- [Prompt]:
Using the records below, find how many lines hold the word "FileNode" and reply with only that number.

[Collected data entries]
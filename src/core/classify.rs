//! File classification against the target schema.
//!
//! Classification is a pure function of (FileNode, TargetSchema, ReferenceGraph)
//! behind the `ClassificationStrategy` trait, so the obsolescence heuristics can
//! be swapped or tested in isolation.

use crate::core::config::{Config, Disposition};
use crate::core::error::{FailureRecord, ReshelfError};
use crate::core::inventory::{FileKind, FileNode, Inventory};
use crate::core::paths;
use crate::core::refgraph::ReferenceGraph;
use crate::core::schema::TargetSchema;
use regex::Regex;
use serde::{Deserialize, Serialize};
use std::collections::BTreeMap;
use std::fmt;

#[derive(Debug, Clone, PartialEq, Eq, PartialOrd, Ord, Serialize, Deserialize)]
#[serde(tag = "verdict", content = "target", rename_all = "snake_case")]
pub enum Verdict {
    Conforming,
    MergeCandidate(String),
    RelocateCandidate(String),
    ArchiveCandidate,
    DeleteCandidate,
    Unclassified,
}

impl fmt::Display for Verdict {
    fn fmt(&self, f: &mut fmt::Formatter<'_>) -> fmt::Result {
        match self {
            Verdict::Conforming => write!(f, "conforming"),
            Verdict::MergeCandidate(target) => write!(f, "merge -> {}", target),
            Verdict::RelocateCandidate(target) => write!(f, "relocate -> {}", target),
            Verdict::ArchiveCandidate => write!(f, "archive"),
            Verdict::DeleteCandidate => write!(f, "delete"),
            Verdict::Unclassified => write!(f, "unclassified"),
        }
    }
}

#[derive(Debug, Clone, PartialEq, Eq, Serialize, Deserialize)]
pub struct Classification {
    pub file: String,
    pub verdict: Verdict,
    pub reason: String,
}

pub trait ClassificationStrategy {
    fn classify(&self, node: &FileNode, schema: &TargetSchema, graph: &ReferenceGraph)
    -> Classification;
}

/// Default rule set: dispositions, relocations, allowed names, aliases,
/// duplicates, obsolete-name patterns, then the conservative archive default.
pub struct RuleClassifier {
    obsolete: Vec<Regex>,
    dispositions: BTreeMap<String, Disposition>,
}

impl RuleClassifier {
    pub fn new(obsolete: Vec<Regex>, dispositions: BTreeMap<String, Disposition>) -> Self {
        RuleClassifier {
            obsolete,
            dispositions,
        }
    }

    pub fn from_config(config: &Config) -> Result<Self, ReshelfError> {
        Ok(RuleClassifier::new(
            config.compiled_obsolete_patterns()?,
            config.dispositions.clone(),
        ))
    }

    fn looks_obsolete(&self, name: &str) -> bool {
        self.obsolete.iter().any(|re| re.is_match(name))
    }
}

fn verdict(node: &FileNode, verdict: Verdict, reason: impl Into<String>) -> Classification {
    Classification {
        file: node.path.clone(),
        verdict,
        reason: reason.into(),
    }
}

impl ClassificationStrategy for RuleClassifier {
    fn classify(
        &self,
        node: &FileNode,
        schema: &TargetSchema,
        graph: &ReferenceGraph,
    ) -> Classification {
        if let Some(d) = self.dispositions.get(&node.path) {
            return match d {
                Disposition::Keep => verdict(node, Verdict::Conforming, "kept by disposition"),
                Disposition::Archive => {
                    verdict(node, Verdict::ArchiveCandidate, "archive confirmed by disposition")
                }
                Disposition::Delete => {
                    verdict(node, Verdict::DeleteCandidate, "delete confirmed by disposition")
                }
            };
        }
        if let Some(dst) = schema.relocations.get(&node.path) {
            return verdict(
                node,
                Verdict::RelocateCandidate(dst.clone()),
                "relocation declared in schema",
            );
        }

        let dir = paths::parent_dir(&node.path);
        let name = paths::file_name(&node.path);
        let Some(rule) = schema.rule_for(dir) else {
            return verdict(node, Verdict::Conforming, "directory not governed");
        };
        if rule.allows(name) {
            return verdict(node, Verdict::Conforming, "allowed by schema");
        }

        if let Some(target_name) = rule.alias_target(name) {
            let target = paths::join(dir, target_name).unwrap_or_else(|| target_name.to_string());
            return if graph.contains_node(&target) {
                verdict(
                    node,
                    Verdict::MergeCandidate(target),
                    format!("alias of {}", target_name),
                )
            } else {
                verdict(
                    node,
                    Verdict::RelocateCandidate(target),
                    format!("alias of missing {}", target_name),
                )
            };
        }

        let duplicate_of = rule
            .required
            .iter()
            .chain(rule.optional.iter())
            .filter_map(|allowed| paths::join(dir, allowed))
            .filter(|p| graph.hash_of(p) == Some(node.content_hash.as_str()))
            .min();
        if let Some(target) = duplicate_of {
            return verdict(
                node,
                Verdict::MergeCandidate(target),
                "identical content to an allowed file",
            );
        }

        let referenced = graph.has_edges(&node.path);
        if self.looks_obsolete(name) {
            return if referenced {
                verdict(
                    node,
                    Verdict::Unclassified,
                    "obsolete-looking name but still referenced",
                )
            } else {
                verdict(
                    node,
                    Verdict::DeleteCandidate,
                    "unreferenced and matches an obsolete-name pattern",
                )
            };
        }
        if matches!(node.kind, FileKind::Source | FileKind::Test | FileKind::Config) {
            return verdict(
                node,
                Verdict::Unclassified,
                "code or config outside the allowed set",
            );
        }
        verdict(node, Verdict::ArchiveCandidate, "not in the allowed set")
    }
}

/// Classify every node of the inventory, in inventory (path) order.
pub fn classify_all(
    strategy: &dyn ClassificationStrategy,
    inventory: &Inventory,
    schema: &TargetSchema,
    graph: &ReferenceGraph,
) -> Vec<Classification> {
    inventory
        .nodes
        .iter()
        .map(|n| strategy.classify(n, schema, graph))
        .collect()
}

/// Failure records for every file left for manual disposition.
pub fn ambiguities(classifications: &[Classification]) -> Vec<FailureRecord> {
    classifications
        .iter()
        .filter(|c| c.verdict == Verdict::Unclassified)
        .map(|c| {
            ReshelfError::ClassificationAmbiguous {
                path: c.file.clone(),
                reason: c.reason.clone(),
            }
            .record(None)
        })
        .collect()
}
* * *
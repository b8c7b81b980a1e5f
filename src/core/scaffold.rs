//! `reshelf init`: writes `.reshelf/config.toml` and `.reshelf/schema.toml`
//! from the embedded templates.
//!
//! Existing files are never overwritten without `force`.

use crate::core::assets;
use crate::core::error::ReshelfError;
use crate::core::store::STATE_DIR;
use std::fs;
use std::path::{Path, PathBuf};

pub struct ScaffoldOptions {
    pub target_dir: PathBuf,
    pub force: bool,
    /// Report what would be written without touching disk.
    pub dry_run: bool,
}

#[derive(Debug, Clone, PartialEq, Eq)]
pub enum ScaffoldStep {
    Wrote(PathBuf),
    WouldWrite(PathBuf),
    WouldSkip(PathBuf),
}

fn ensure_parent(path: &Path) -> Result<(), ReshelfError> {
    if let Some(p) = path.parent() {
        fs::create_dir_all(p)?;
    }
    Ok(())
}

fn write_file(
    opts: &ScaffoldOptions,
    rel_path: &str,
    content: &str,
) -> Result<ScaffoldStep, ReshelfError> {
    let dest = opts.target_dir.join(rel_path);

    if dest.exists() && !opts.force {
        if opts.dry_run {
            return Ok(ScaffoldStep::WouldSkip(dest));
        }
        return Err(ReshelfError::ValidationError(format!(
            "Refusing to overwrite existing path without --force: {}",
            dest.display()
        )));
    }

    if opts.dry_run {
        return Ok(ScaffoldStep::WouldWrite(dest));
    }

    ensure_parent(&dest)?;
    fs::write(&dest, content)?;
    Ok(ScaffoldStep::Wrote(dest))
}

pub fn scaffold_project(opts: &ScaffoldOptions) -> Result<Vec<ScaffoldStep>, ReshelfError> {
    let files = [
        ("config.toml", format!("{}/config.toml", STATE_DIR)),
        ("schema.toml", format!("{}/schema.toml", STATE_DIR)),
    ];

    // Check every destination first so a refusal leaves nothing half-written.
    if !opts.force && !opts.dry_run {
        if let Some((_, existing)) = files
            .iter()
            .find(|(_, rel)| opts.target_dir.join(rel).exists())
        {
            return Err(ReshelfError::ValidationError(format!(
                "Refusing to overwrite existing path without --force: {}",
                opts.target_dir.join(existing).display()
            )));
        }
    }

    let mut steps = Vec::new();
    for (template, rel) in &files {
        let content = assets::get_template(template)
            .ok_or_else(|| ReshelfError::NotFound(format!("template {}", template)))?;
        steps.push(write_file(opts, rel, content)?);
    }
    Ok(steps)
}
---
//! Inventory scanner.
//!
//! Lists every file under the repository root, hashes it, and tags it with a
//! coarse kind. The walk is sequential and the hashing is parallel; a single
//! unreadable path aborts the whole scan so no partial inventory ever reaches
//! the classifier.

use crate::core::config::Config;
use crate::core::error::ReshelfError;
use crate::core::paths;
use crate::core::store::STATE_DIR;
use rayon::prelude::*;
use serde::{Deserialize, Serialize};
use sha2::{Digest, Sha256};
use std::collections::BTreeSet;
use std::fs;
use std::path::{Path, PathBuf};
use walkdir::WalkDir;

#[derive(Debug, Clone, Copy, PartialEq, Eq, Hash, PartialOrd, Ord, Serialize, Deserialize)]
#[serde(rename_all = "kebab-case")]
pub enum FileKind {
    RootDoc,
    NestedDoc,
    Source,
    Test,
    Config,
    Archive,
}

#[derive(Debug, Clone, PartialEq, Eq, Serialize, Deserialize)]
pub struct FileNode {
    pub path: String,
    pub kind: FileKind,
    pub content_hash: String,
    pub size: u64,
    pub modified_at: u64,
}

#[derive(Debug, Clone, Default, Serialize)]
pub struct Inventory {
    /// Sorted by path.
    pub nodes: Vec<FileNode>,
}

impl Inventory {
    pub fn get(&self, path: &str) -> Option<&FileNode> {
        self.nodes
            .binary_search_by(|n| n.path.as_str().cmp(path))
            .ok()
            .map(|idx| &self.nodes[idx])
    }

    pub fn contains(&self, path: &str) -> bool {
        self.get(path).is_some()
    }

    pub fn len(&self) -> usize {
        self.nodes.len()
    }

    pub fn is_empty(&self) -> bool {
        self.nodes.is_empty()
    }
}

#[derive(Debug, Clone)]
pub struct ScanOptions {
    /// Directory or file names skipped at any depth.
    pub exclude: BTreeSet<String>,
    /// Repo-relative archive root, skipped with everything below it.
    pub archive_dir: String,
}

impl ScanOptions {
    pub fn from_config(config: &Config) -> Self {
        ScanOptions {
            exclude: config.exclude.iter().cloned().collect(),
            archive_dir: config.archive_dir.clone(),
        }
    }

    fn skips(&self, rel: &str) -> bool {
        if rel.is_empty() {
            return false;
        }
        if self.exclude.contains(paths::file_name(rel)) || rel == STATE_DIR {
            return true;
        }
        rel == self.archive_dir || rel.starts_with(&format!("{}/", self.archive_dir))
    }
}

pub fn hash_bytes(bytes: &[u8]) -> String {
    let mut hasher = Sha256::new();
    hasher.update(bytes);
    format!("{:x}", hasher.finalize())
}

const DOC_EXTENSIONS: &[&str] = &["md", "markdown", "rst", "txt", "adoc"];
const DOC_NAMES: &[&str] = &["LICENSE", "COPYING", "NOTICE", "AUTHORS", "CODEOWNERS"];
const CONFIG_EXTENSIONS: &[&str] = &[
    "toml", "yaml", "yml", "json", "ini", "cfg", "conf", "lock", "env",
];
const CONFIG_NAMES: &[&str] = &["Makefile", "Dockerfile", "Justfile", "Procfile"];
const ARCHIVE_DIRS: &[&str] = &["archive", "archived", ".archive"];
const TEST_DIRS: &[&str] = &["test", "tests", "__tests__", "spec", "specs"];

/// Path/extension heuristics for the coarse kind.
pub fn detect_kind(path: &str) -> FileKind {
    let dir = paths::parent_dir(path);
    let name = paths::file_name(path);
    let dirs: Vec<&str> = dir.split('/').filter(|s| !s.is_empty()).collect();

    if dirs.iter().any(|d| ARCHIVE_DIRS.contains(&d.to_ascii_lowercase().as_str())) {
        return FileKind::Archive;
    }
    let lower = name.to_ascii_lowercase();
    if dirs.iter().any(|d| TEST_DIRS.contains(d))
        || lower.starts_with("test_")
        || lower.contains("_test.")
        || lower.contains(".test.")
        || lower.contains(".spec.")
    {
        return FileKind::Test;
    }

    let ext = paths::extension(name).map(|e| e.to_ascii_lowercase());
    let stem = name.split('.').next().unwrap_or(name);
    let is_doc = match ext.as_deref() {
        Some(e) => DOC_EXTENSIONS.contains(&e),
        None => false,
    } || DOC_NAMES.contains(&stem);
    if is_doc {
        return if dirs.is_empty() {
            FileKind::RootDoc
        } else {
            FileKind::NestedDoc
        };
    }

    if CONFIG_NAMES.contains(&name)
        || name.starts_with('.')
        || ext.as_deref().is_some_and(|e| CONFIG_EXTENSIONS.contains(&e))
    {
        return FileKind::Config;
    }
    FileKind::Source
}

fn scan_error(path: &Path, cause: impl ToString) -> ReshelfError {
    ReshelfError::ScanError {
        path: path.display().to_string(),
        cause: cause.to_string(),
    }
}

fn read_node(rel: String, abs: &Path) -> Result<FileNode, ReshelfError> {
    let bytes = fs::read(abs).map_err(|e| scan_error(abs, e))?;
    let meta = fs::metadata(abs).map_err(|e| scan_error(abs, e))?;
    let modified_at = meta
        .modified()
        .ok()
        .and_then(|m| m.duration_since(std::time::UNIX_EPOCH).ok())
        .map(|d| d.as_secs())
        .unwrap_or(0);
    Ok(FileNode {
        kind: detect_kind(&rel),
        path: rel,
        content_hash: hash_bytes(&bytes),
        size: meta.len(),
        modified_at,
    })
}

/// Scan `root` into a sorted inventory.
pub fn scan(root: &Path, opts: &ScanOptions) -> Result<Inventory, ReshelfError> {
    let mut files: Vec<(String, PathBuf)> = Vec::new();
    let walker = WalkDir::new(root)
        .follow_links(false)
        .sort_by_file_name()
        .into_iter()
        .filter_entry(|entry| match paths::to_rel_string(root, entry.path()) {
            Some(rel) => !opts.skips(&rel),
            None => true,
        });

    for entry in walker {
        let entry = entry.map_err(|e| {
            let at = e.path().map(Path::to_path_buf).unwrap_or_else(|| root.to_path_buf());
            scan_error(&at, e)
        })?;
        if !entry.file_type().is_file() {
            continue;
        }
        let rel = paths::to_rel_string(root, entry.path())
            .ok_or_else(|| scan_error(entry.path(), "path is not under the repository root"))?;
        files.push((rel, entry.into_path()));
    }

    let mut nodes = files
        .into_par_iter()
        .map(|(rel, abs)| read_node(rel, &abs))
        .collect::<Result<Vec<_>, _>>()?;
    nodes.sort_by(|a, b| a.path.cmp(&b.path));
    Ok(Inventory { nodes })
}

- [Output for this task]:
10